Por que ninguém explicou para àquelas crianças que um lobo comer uma pata faz parte da cadeia alimentar? Onde já se viu colocar um lobo no zoológico, lugar tão massacrante, só porque ele comeu outro animal? Ele não é o predador? O pior é escutar pais dizendo algo como: “Tá vendo filhinho? O Lobo fez maldade agora vai ficar de castigo.”

O conflito da narrativa se dá quando o Lobo engole a Pata, mas o desenrolar da estória e o seu desfecho deixou a desejar, e trouxe, para algumas crianças, a sensação de peça simplória.

 Estrutura, cenário e formas performáticas dos artistas

O espetáculo aconteceu num teatro “tradicional” de palco italiano, onde os espectadores assistem a peça frontalmente, haviam cortinas vermelhas que ficaram abertas durante toda a apresentação, pois não teve troca de cenários, e foram fechadas no final do espetáculo. O espaço entre a plateia e o palco era, relativamente, pequeno.

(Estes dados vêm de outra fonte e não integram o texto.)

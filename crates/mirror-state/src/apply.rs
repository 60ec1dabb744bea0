//! Path-addressed access to JSON documents.
//!
//! These helpers are the write primitives bindings use to maintain their
//! mirrors. Writes create intermediate objects as needed; deletes are no-ops
//! for absent paths.

use crate::Path;
use serde_json::{Map, Value};

/// Get a reference to the value at a path, if present.
pub fn get_at_path<'a>(doc: &'a Value, path: &Path) -> Option<&'a Value> {
    let mut current = doc;
    for field in path.iter() {
        current = current.get(field)?;
    }
    Some(current)
}

/// Set a value at a path, creating intermediate objects as needed.
///
/// A non-object value along the way is replaced by an object; the mirror is
/// exclusively owned by its binding, so clobbering is safe.
pub(crate) fn set_at_path(doc: &mut Value, path: &Path, value: Value) {
    let Some((last, parents)) = path.fields().split_last() else {
        *doc = value;
        return;
    };

    let mut current = doc;
    for field in parents {
        if !current.is_object() {
            *current = Value::Object(Map::new());
        }
        current = current
            .as_object_mut()
            .expect("just ensured object")
            .entry(field.clone())
            .or_insert(Value::Null);
    }

    if !current.is_object() {
        *current = Value::Object(Map::new());
    }
    current
        .as_object_mut()
        .expect("just ensured object")
        .insert(last.clone(), value);
}

/// Remove the value at a path. Returns true if something was removed.
pub(crate) fn delete_at_path(doc: &mut Value, path: &Path) -> bool {
    let Some((last, parents)) = path.fields().split_last() else {
        return false;
    };

    let mut current = doc;
    for field in parents {
        match current.get_mut(field) {
            Some(child) => current = child,
            None => return false,
        }
    }

    match current.as_object_mut() {
        Some(obj) => obj.remove(last).is_some(),
        None => false,
    }
}

#[cfg(test)]
mod tests {
    use super::*;
    use crate::path;
    use serde_json::json;

    #[test]
    fn test_get_at_path() {
        let doc = json!({"a": {"b": 42}});
        assert_eq!(get_at_path(&doc, &path!("a", "b")), Some(&json!(42)));
        assert_eq!(get_at_path(&doc, &path!("a", "x")), None);
        assert_eq!(get_at_path(&doc, &Path::root()), Some(&doc));
    }

    #[test]
    fn test_set_creates_intermediate_objects() {
        let mut doc = json!({});
        set_at_path(&mut doc, &path!("a", "b", "c"), json!(1));
        assert_eq!(doc, json!({"a": {"b": {"c": 1}}}));
    }

    #[test]
    fn test_set_overwrites() {
        let mut doc = json!({"x": 1});
        set_at_path(&mut doc, &path!("x"), json!(2));
        assert_eq!(doc["x"], 2);
    }

    #[test]
    fn test_set_replaces_non_object_parent() {
        let mut doc = json!({"a": 5});
        set_at_path(&mut doc, &path!("a", "b"), json!(1));
        assert_eq!(doc, json!({"a": {"b": 1}}));
    }

    #[test]
    fn test_delete_existing() {
        let mut doc = json!({"a": {"b": 1, "c": 2}});
        assert!(delete_at_path(&mut doc, &path!("a", "b")));
        assert_eq!(doc, json!({"a": {"c": 2}}));
    }

    #[test]
    fn test_delete_absent_is_noop() {
        let mut doc = json!({"a": 1});
        assert!(!delete_at_path(&mut doc, &path!("missing")));
        assert!(!delete_at_path(&mut doc, &path!("a", "b", "c")));
        assert_eq!(doc, json!({"a": 1}));
    }
}
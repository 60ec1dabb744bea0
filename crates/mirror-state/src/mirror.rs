//! Mirror bindings.
//!
//! A [`MirrorHandler`] owns one mirror document, applies one field-mapping
//! contract to it, and optionally emits a [`PatchOp`] for every mirror-side
//! change. Handlers never expose their mirror for external mutation; every
//! write flows through mapping-rule application.

use crate::{
    apply::{delete_at_path, get_at_path, set_at_path},
    FieldMappings, PatchOp,
};
use serde_json::{Map, Value};
use std::fmt;

/// Callback invoked with one [`PatchOp`] per mirror-side change.
///
/// Must not call back into the handler that invoked it.
pub type PatchCallback = Box<dyn FnMut(PatchOp)>;

/// Hook that obtains or post-processes the mirror instance at construction.
pub type MirrorInit = Box<dyn FnOnce(Value) -> Value>;

/// Pre-mutation hook run when a descendant of the source changed out-of-band,
/// before derived mirror fields are recomputed.
pub type ChangeHook = Box<dyn FnMut()>;

/// Configuration for a mirror binding.
///
/// All fields default to off; use the builder methods to opt in.
///
/// # Examples
///
/// ```
/// use mirror_state::MirrorOptions;
///
/// let options = MirrorOptions::new()
///     .patch_callback(|op| println!("{:?}", op))
///     .init_before_populate(true);
/// ```
#[derive(Default)]
pub struct MirrorOptions {
    pub(crate) patch_callback: Option<PatchCallback>,
    pub(crate) init_mirror: Option<MirrorInit>,
    pub(crate) init_before_populate: bool,
    pub(crate) before_change: Option<ChangeHook>,
}

impl MirrorOptions {
    /// Create options with everything off.
    pub fn new() -> Self {
        Self::default()
    }

    /// Emit a [`PatchOp`] to `callback` for every mirror-side change.
    pub fn patch_callback(mut self, callback: impl FnMut(PatchOp) + 'static) -> Self {
        self.patch_callback = Some(Box::new(callback));
        self
    }

    /// Obtain or post-process the mirror instance at construction.
    ///
    /// By default the hook runs after initial population and may post-process
    /// the fully populated mirror; see [`MirrorOptions::init_before_populate`].
    pub fn init_mirror(mut self, init: impl FnOnce(Value) -> Value + 'static) -> Self {
        self.init_mirror = Some(Box::new(init));
        self
    }

    /// Run the construction hook before initial population instead of after.
    pub fn init_before_populate(mut self, before: bool) -> Self {
        self.init_before_populate = before;
        self
    }

    /// Run `hook` when a descendant of the source changed out-of-band,
    /// before derived fields are recomputed and before the registry's
    /// post-mutation hook fires.
    pub fn before_change(mut self, hook: impl FnMut() + 'static) -> Self {
        self.before_change = Some(Box::new(hook));
        self
    }
}

impl fmt::Debug for MirrorOptions {
    fn fmt(&self, f: &mut fmt::Formatter<'_>) -> fmt::Result {
        f.debug_struct("MirrorOptions")
            .field("patch_callback", &self.patch_callback.is_some())
            .field("init_mirror", &self.init_mirror.is_some())
            .field("init_before_populate", &self.init_before_populate)
            .field("before_change", &self.before_change.is_some())
            .finish()
    }
}

/// Binds one source to one mirror through one field-mapping contract.
pub struct MirrorHandler<K> {
    key: K,
    mappings: FieldMappings,
    mirror: Value,
    patch_callback: Option<PatchCallback>,
    before_change: Option<ChangeHook>,
}

impl<K> MirrorHandler<K> {
    /// Construct a binding and populate its mirror from current source state.
    ///
    /// With `init_before_populate` set, the construction hook transforms the
    /// empty mirror first and population writes into the result; otherwise
    /// population happens first and the hook post-processes the populated
    /// mirror. Initial population emits no patches; patches describe
    /// mutations observed after creation.
    pub fn new(key: K, source: &Value, mappings: FieldMappings, options: MirrorOptions) -> Self {
        let MirrorOptions {
            patch_callback,
            init_mirror,
            init_before_populate,
            before_change,
        } = options;

        let mut mirror = Value::Object(Map::new());
        if init_before_populate {
            if let Some(init) = init_mirror {
                mirror = init(mirror);
            }
            mappings.project_into(source, &mut mirror);
        } else {
            mappings.project_into(source, &mut mirror);
            if let Some(init) = init_mirror {
                mirror = init(mirror);
            }
        }

        Self {
            key,
            mappings,
            mirror,
            patch_callback,
            before_change,
        }
    }

    /// The key this binding is registered under.
    #[inline]
    pub fn key(&self) -> &K {
        &self.key
    }

    /// The current mirror document.
    #[inline]
    pub fn mirror(&self) -> &Value {
        &self.mirror
    }

    /// Consume the binding and return its mirror.
    pub fn into_mirror(self) -> Value {
        self.mirror
    }

    /// The contract this binding projects through.
    #[inline]
    pub fn mappings(&self) -> &FieldMappings {
        &self.mappings
    }

    /// Apply `field = value` source semantics to the mirror.
    ///
    /// Silent no-op for unmapped fields; not every source field need project
    /// into every mirror.
    pub fn run_set_operation(&mut self, field: &str, value: &Value) {
        let Some(rules) = self.mappings.rules_for(field) else {
            return;
        };

        for rule in rules {
            let computed = rule.project(value);
            if let Some(callback) = self.patch_callback.as_mut() {
                set_at_path(&mut self.mirror, rule.target(), computed.clone());
                callback(PatchOp::set(rule.target().clone(), computed));
            } else {
                set_at_path(&mut self.mirror, rule.target(), computed);
            }
        }
    }

    /// Apply source-field deletion semantics to the mirror.
    ///
    /// Removes each rule's target path and emits one Delete patch per path.
    /// No-op for unmapped fields.
    pub fn run_delete_operation(&mut self, field: &str) {
        let Some(rules) = self.mappings.rules_for(field) else {
            return;
        };

        for rule in rules {
            delete_at_path(&mut self.mirror, rule.target());
            if let Some(callback) = self.patch_callback.as_mut() {
                callback(PatchOp::delete(rule.target().clone()));
            }
        }
    }

    /// React to a source descendant that was mutated out-of-band.
    ///
    /// Runs the `before_change` hook, then recomputes every nested-contract
    /// rule from current source state. A Set patch is emitted only for
    /// targets whose projected value actually changed.
    pub fn descendant_changed(&mut self, source: &Value) {
        if let Some(hook) = self.before_change.as_mut() {
            hook();
        }

        for (field, rules) in self.mappings.iter() {
            let Some(value) = source.get(field) else {
                continue;
            };
            for rule in rules.iter().filter(|rule| rule.is_nested()) {
                let computed = rule.project(value);
                if get_at_path(&self.mirror, rule.target()) == Some(&computed) {
                    continue;
                }
                set_at_path(&mut self.mirror, rule.target(), computed.clone());
                if let Some(callback) = self.patch_callback.as_mut() {
                    callback(PatchOp::set(rule.target().clone(), computed));
                }
            }
        }
    }
}

impl<K: fmt::Debug> fmt::Debug for MirrorHandler<K> {
    fn fmt(&self, f: &mut fmt::Formatter<'_>) -> fmt::Result {
        f.debug_struct("MirrorHandler")
            .field("key", &self.key)
            .field("mirror", &self.mirror)
            .field("patch_callback", &self.patch_callback.is_some())
            .field("before_change", &self.before_change.is_some())
            .finish()
    }
}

Luzes e muitas cores fosforescentes, sem dúvida alguma faziam parte daquele ambiente. Um cenário escuro com luz negra, diversidade de cores e jogos de sombras fez a diferença neste espetáculo. Uma grande árvore ficava no centro, representando a floresta, onde o passarinho e o gato moravam, e um pequeno portão, a esquerda, fazia referência a casa de Pedro e seu avô. Os bonecos eram bem manipulados, e não dava para ver nenhum artista por trás deles, vez ou outra até esquecia-me que eram bonecos.

As crianças mostraram bastante satisfação quando os personagens apareceram pela primeira vez, sendo apresentados pelo narrador ao som do seu respectivo instrumento. A maioria delas dava gargalhada toda vez que o gato abria seus grandes olhos e os fazia brilhar em meio àquela escuridão, mostrando que “a experiência provém da interação entre indivíduo e ambiente” (GRAZIOLI, Fernando Tadeu, 2007, item 3: Viola Spolin), e foi essa interação que fez com que as crianças se sentissem como pertencentes aquele espaço, e que permitiu que uma delas quisesse brincar com o gatinho, dizendo: “vem fazer carinho, gato.”

Percebiam a mudança de tempo quando todos os personagens saiam de cena deixando somente a árvore, iluminada e colorida. Perguntavam aos seus pais: “Cadê eles, papai?”, “Cadê os bichinhos?”. Algumas crianças gritavam quando eles apareciam novamente.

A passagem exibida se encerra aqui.